The Demands of Social Media

There is a drove of companies flocking to social media right now, especially in B2B media, healthcare, and of course consumer products. There’s no doubting the magic that happens when brands build meaningful relationships with customers via social media.

If you’re among the people taking a good, long look at making the dive into social media, make sure it’s an effort that’s set up to succeed.

I’m proud to say that right now, my ABM Media Marketing committee is putting the final touches on a Web 2.0 best practices whitepaper. It focuses on educating B2B media companies about various social media and Web 2.0 tactics and technologies. In the process of putting this project together, I talked to several leaders in the industry about what’s needed in order to make social media efforts successful. Joe Pulizzi, founder of customer publishing dynamo Junta42, made this all-to-true statement:

B2B media companies now need people who live in social media all day, every day. They need a Chief Conversation Officer who follows online conversations about their brands, monitors Twitter and Google Alerts, and comments on key blogs.

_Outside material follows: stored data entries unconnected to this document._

//! Text file format for grids
//!
//! Each line is one row, `1` for a live cell and `0` for a dead one.

use super::{Grid, Pattern};
use crate::config::BoundaryCondition;
use anyhow::{Context, Result};
use std::path::Path;

/// Load a grid from a text file
pub fn load_grid_from_file<P: AsRef<Path>>(
    path: P,
    boundary_condition: BoundaryCondition,
) -> Result<Grid> {
    let content = std::fs::read_to_string(&path)
        .with_context(|| format!("Failed to read grid file: {}", path.as_ref().display()))?;

    parse_grid_from_string(&content, boundary_condition)
        .with_context(|| format!("Failed to parse grid from file: {}", path.as_ref().display()))
}

/// Parse a grid from its text representation
pub fn parse_grid_from_string(content: &str, boundary_condition: BoundaryCondition) -> Result<Grid> {
    let lines: Vec<&str> = content
        .lines()
        .map(str::trim)
        .filter(|line| !line.is_empty())
        .collect();

    if lines.is_empty() {
        anyhow::bail!("Grid file is empty or contains no valid rows");
    }

    let width = lines[0].len();
    let mut cells = Vec::with_capacity(lines.len());

    for (y, line) in lines.iter().enumerate() {
        if line.len() != width {
            anyhow::bail!(
                "Row {} has length {}, expected {} (all rows must have the same length)",
                y,
                line.len(),
                width
            );
        }

        let row = line
            .chars()
            .enumerate()
            .map(|(x, ch)| match ch {
                '0' => Ok(false),
                '1' => Ok(true),
                _ => anyhow::bail!(
                    "Invalid character '{}' at position ({}, {}). Only '0' and '1' are allowed",
                    ch,
                    x,
                    y
                ),
            })
            .collect::<Result<Vec<bool>>>()?;
        cells.push(row);
    }

    Ok(Grid::from_cells(cells, boundary_condition)?)
}

/// Save a grid to a text file, creating parent directories
pub fn save_grid_to_file<P: AsRef<Path>>(grid: &Grid, path: P) -> Result<()> {
    if let Some(parent) = path.as_ref().parent() {
        std::fs::create_dir_all(parent)
            .with_context(|| format!("Failed to create directory: {}", parent.display()))?;
    }

    std::fs::write(&path, grid_to_string(grid))
        .with_context(|| format!("Failed to write grid to file: {}", path.as_ref().display()))?;

    Ok(())
}

pub fn grid_to_string(grid: &Grid) -> String {
    let mut result = String::with_capacity(grid.height() * (grid.width() + 1));
    for row in grid.rows() {
        result.extend(row.iter().map(|&cell| if cell { '1' } else { '0' }));
        result.push('\n');
    }
    result
}

/// Write one example file per built-in pattern
pub fn create_example_grids<P: AsRef<Path>>(output_dir: P) -> Result<()> {
    let dir = output_dir.as_ref();
    std::fs::create_dir_all(dir)
        .with_context(|| format!("Failed to create directory: {}", dir.display()))?;

    // (pattern, side length, margin)
    for (pattern, size, margin) in [
        (Pattern::Glider, 5, 0),
        (Pattern::Blinker, 3, 0),
        (Pattern::Block, 4, 1),
        (Pattern::Beacon, 6, 1),
    ] {
        let grid = pattern.stamp(size, size, BoundaryCondition::Dead, margin, margin)?;
        let path = dir.join(format!("{}.txt", pattern.name()));
        save_grid_to_file(&grid, &path)
            .with_context(|| format!("Failed to write {}", path.display()))?;
    }

    Ok(())
}

#[cfg(test)]
mod tests {
    use super::*;
    use crate::life::CellState;
    use tempfile::tempdir;

    #[test]
    fn test_parse_grid_from_string() {
        let grid = parse_grid_from_string("010\n101\n\n010\n", BoundaryCondition::Dead).unwrap();

        assert_eq!(grid.width(), 3);
        assert_eq!(grid.height(), 3);
        assert_eq!(grid.living_count(), 4);
        assert_eq!(grid.get(1, 0).unwrap(), CellState::Alive);
        assert_eq!(grid.get(0, 1).unwrap(), CellState::Alive);
        assert_eq!(grid.get(1, 1).unwrap(), CellState::Dead);
    }

    #[test]
    fn test_grid_to_string() {
        let grid = parse_grid_from_string("0110\n1001\n", BoundaryCondition::Wrap).unwrap();
        assert_eq!(grid_to_string(&grid), "0110\n1001\n");
    }

    #[test]
    fn test_file_operations() {
        let temp_dir = tempdir().unwrap();
        let file_path = temp_dir.path().join("nested/test_grid.txt");

        let original = parse_grid_from_string("101\n010\n", BoundaryCondition::Dead).unwrap();
        save_grid_to_file(&original, &file_path).unwrap();
        let loaded = load_grid_from_file(&file_path, BoundaryCondition::Dead).unwrap();

        assert_eq!(original, loaded);
    }

    #[test]
    fn test_invalid_input() {
        assert!(parse_grid_from_string("010\n1X1\n010\n", BoundaryCondition::Dead).is_err());
        assert!(parse_grid_from_string("010\n11\n010\n", BoundaryCondition::Dead).is_err());
        assert!(parse_grid_from_string("", BoundaryCondition::Dead).is_err());
        assert!(load_grid_from_file("/nonexistent/grid.txt", BoundaryCondition::Dead).is_err());
    }

    #[test]
    fn test_create_example_grids() {
        let temp_dir = tempdir().unwrap();
        create_example_grids(temp_dir.path()).unwrap();

        for name in ["glider", "blinker", "block", "beacon"] {
            assert!(temp_dir.path().join(format!("{}.txt", name)).exists());
        }

        let glider = load_grid_from_file(temp_dir.path().join("glider.txt"), BoundaryCondition::Dead).unwrap();
        assert_eq!(glider.width(), 5);
        assert_eq!(glider.height(), 5);
        assert_eq!(glider.living_count(), 5);

        let beacon = load_grid_from_file(temp_dir.path().join("beacon.txt"), BoundaryCondition::Dead).unwrap();
        assert_eq!(beacon.living_count(), 6);
    }
}
//! Command line driver for Game of Life and Problife simulations

use anyhow::{Context, Result};
use clap::{Args, Parser, Subcommand};
use problife::{
    config::{BoundaryCondition, CliOverrides, OutputFormat, RuleVariant, Settings},
    engine::{run_ensemble, RunReport, Runner, StopReason},
    life::{create_example_grids, io::grid_to_string, save_grid_to_file},
    utils::{ColorOutput, GridFormatter},
};
use serde::Serialize;
use std::path::{Path, PathBuf};
use std::time::Instant;
use tracing::info;
use tracing_subscriber::EnvFilter;

#[derive(Parser)]
#[command(name = "problife")]
#[command(about = "Game of Life and Problife cellular automaton simulator")]
#[command(version)]
struct Cli {
    /// Debug-level logging (RUST_LOG takes precedence)
    #[arg(short, long, global = true)]
    verbose: bool,

    #[command(subcommand)]
    command: Commands,
}

#[derive(Subcommand)]
enum Commands {
    /// Run one simulation until a soft stop
    Run {
        #[command(flatten)]
        overrides: OverrideArgs,

        /// Print every n-th generation (0 prints first and last only)
        #[arg(long)]
        show_every: Option<u64>,

        /// Save the final generation to a grid file
        #[arg(long)]
        save: Option<PathBuf>,
    },

    /// Create example configuration and pattern files
    Setup {
        /// Directory to create files in
        #[arg(short, long, default_value = ".")]
        directory: PathBuf,

        /// Force overwrite existing files
        #[arg(short, long)]
        force: bool,
    },

    /// Run the same configuration over consecutive seeds in parallel
    Ensemble {
        #[command(flatten)]
        overrides: OverrideArgs,

        /// Number of runs
        #[arg(short = 'n', long, default_value_t = 32)]
        runs: usize,

        /// Seed of the first run
        #[arg(long, default_value_t = 0)]
        first_seed: u64,
    },
}

#[derive(Args)]
struct OverrideArgs {
    /// Configuration file path
    #[arg(short, long, default_value = "config/default.yaml")]
    config: PathBuf,

    /// Grid width (overrides config)
    #[arg(long)]
    width: Option<usize>,

    /// Grid height (overrides config)
    #[arg(long)]
    height: Option<usize>,

    /// Initial live-cell fraction in [0, 1] (overrides config)
    #[arg(short, long)]
    density: Option<f64>,

    /// Random seed (overrides config)
    #[arg(short, long)]
    seed: Option<u64>,

    /// Generation cap (overrides config)
    #[arg(short, long)]
    generations: Option<u64>,

    /// Boundary policy (overrides config)
    #[arg(short, long, value_enum)]
    boundary: Option<BoundaryCondition>,

    /// Classic rulestring such as B3/S23; selects Life
    #[arg(short, long)]
    rule: Option<String>,

    /// Problife entry such as Ps(2)=0.9; repeatable, selects Problife
    #[arg(short = 'p', long = "prob")]
    probabilities: Vec<String>,

    /// Use Problife with the configured probabilities
    #[arg(long)]
    problife: bool,

    /// Grid file replacing the random initial grid
    #[arg(long)]
    pattern: Option<PathBuf>,

    /// Output format (overrides config)
    #[arg(short, long, value_enum)]
    format: Option<OutputFormat>,
}

impl OverrideArgs {
    fn cli_overrides(&self) -> CliOverrides {
        CliOverrides {
            width: self.width,
            height: self.height,
            density: self.density,
            seed: self.seed,
            generations: self.generations,
            boundary_condition: self.boundary,
            rule: self.rule.clone(),
            probabilities: self.probabilities.clone(),
            problife: self.problife,
            pattern_file: self.pattern.clone(),
            format: self.format,
        }
    }

    /// Configuration file (or defaults) with command line overrides applied
    fn load_settings(&self) -> Result<Settings> {
        let mut settings = if self.config.exists() {
            Settings::from_file(&self.config)
                .with_context(|| format!("Failed to load config from {}", self.config.display()))?
        } else {
            println!(
                "{}",
                ColorOutput::warning(&format!(
                    "Config file {} not found, using defaults",
                    self.config.display()
                ))
            );
            Settings::default()
        };

        settings.merge_with_cli(&self.cli_overrides());
        settings.validate().context("Configuration validation failed")?;
        Ok(settings)
    }
}

/// Which generations a text run prints
struct PrintSchedule {
    every: u64,
    last_shown: Option<u64>,
}

impl PrintSchedule {
    /// `every == 0` shows only the starting generation
    fn new(every: u64) -> Self {
        Self { every, last_shown: None }
    }

    fn should_show(&mut self, generation: u64) -> bool {
        let due = if self.every == 0 {
            generation == 0
        } else {
            generation % self.every == 0
        };
        if due {
            self.last_shown = Some(generation);
        }
        due
    }

    fn was_shown(&self, generation: u64) -> bool {
        self.last_shown == Some(generation)
    }
}

#[derive(Serialize)]
struct JsonRun<'a> {
    report: &'a RunReport,
    final_grid: Vec<String>,
}

fn main() -> Result<()> {
    let cli = Cli::parse();
    init_logging(cli.verbose);

    match cli.command {
        Commands::Run { overrides, show_every, save } => run_command(&overrides, show_every, save),
        Commands::Setup { directory, force } => setup_command(directory, force),
        Commands::Ensemble { overrides, runs, first_seed } => ensemble_command(&overrides, runs, first_seed),
    }
}

fn init_logging(verbose: bool) {
    let default_level = if verbose { "debug" } else { "info" };
    tracing_subscriber::fmt()
        .with_env_filter(
            EnvFilter::try_from_default_env().unwrap_or_else(|_| EnvFilter::new(default_level)),
        )
        .with_target(false)
        .with_writer(std::io::stderr)
        .init();
}

fn run_command(overrides: &OverrideArgs, show_every: Option<u64>, save: Option<PathBuf>) -> Result<()> {
    let mut settings = overrides.load_settings()?;
    if let Some(every) = show_every {
        settings.output.show_every = every;
    }
    if save.is_some() {
        settings.output.save_final = save;
    }

    let mut sim = settings
        .build_simulation()
        .context("Failed to create simulation")?;
    let runner = Runner::new(settings.stop_policy())?;

    let text = settings.output.format == OutputFormat::Text;
    if text {
        println!("{}", ColorOutput::info(&format!("▶ {}", sim.rules())));
        if sim.rules().is_probabilistic() {
            println!("{}", ColorOutput::info(&format!("🎲 seed {}", sim.seed())));
        }
    }

    let mut schedule = PrintSchedule::new(settings.output.show_every);
    let start_time = Instant::now();
    let report = runner.run_with(&mut sim, |s| {
        if text && schedule.should_show(s.generation_index()) {
            println!("{}", GridFormatter::format_generation(s));
        }
    })?;
    let elapsed = start_time.elapsed();

    let final_grid = sim.current_grid();
    match settings.output.format {
        OutputFormat::Text => {
            if !schedule.was_shown(report.generations) {
                println!("{}", GridFormatter::format_generation(&sim));
            }
            println!("{}", GridFormatter::format_run_report(&report));
            let summary = format!(
                "{} generation(s) in {:.3}s",
                report.generations,
                elapsed.as_secs_f64()
            );
            if report.reason == StopReason::Extinct {
                println!("{}", ColorOutput::error(&format!("💀 {}, population died out", summary)));
            } else {
                println!("{}", ColorOutput::success(&format!("✅ {}", summary)));
            }
        }
        OutputFormat::Json => {
            let output = JsonRun {
                report: &report,
                final_grid: grid_to_string(&final_grid).lines().map(str::to_string).collect(),
            };
            println!("{}", serde_json::to_string_pretty(&output)?);
        }
    }

    if let Some(ref path) = settings.output.save_final {
        save_grid_to_file(&final_grid, path)
            .with_context(|| format!("Failed to save final grid to {}", path.display()))?;
        info!(path = %path.display(), "Saved final generation");
    }

    Ok(())
}

fn ensemble_command(overrides: &OverrideArgs, runs: usize, first_seed: u64) -> Result<()> {
    if runs == 0 {
        anyhow::bail!("Ensemble needs at least one run");
    }
    let settings = overrides.load_settings()?;
    let runner = Runner::new(settings.stop_policy())?;

    let start_time = Instant::now();
    let report = run_ensemble(&runner, first_seed, runs, |seed| {
        settings.build_simulation_with_seed(Some(seed))
    })?;

    match settings.output.format {
        OutputFormat::Text => {
            println!("{}", report);
            println!(
                "{}",
                ColorOutput::success(&format!(
                    "✅ {} runs in {:.3}s",
                    report.runs,
                    start_time.elapsed().as_secs_f64()
                ))
            );
        }
        OutputFormat::Json => println!("{}", serde_json::to_string_pretty(&report)?),
    }

    Ok(())
}

fn setup_command(directory: PathBuf, force: bool) -> Result<()> {
    println!("{}", ColorOutput::info("🛠️  Setting up project structure..."));

    let config_dir = directory.join("config");
    let pattern_dir = directory.join("input/patterns");

    for dir in [&config_dir, &pattern_dir] {
        std::fs::create_dir_all(dir)
            .with_context(|| format!("Failed to create directory {}", dir.display()))?;
    }

    write_config(&config_dir.join("default.yaml"), &Settings::default(), force)?;

    create_example_grids(&pattern_dir).context("Failed to create example grids")?;
    println!("Created example patterns in: {}", pattern_dir.display());

    let examples_dir = config_dir.join("examples");

    let mut problife = Settings::default();
    problife.rules.variant = RuleVariant::Problife;
    problife.simulation.seed = Some(42);
    problife.simulation.stop_on_stable = false;
    write_config(&examples_dir.join("problife.yaml"), &problife, force)?;

    let mut glider = Settings::default();
    glider.simulation.boundary_condition = BoundaryCondition::Dead;
    glider.simulation.max_generations = Some(4);
    glider.input.pattern_file = Some(PathBuf::from("input/patterns/glider.txt"));
    glider.output.show_every = 1;
    write_config(&examples_dir.join("glider.yaml"), &glider, force)?;

    let mut custom = Settings::default();
    custom.rules.rulestring = "B13/S23".to_string();
    write_config(&examples_dir.join("custom_rules.yaml"), &custom, force)?;

    println!("\n{}", ColorOutput::success("✅ Setup complete!"));
    println!("\nNext steps:");
    println!("1. Edit configuration files in {}", config_dir.display());
    println!("2. Add your own patterns to {}", pattern_dir.display());
    println!("3. Run: cargo run -- run --config config/default.yaml");

    Ok(())
}

fn write_config(path: &Path, settings: &Settings, force: bool) -> Result<()> {
    if path.exists() && !force {
        println!("Skipped: {} (already exists)", path.display());
        return Ok(());
    }
    settings
        .to_file(path)
        .with_context(|| format!("Failed to write configuration {}", path.display()))?;
    println!("Created: {}", path.display());
    Ok(())
}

Many don’t realize the effort required to make social media successful — it’s not as simple as creating a Facebook group or creating a blog and seeing the interaction blossom. It’s about living and breathing your industry, through the lens of social media, for hours every day. It’s about becoming part of conversations about your business wherever they happen — on other websites, other blogs, LinkedIn groups, Facebook discussion boards, Google Knol, Twitter, and anywhere else. It’s about being a proactive force all over, not being a passive voice on your own website and expecting people to come to you. It’s about making the interaction with your brands feel personal and real — without marketing copy or the corporate platform. It’s about honest conversation and knowing (and playing by) the established rules and expectations and dealing with opinions that differ from yours. It’s about making a commitment to spend the time required to make it work, and be patient for the amount of time it takes for genuine trust and interaction to build.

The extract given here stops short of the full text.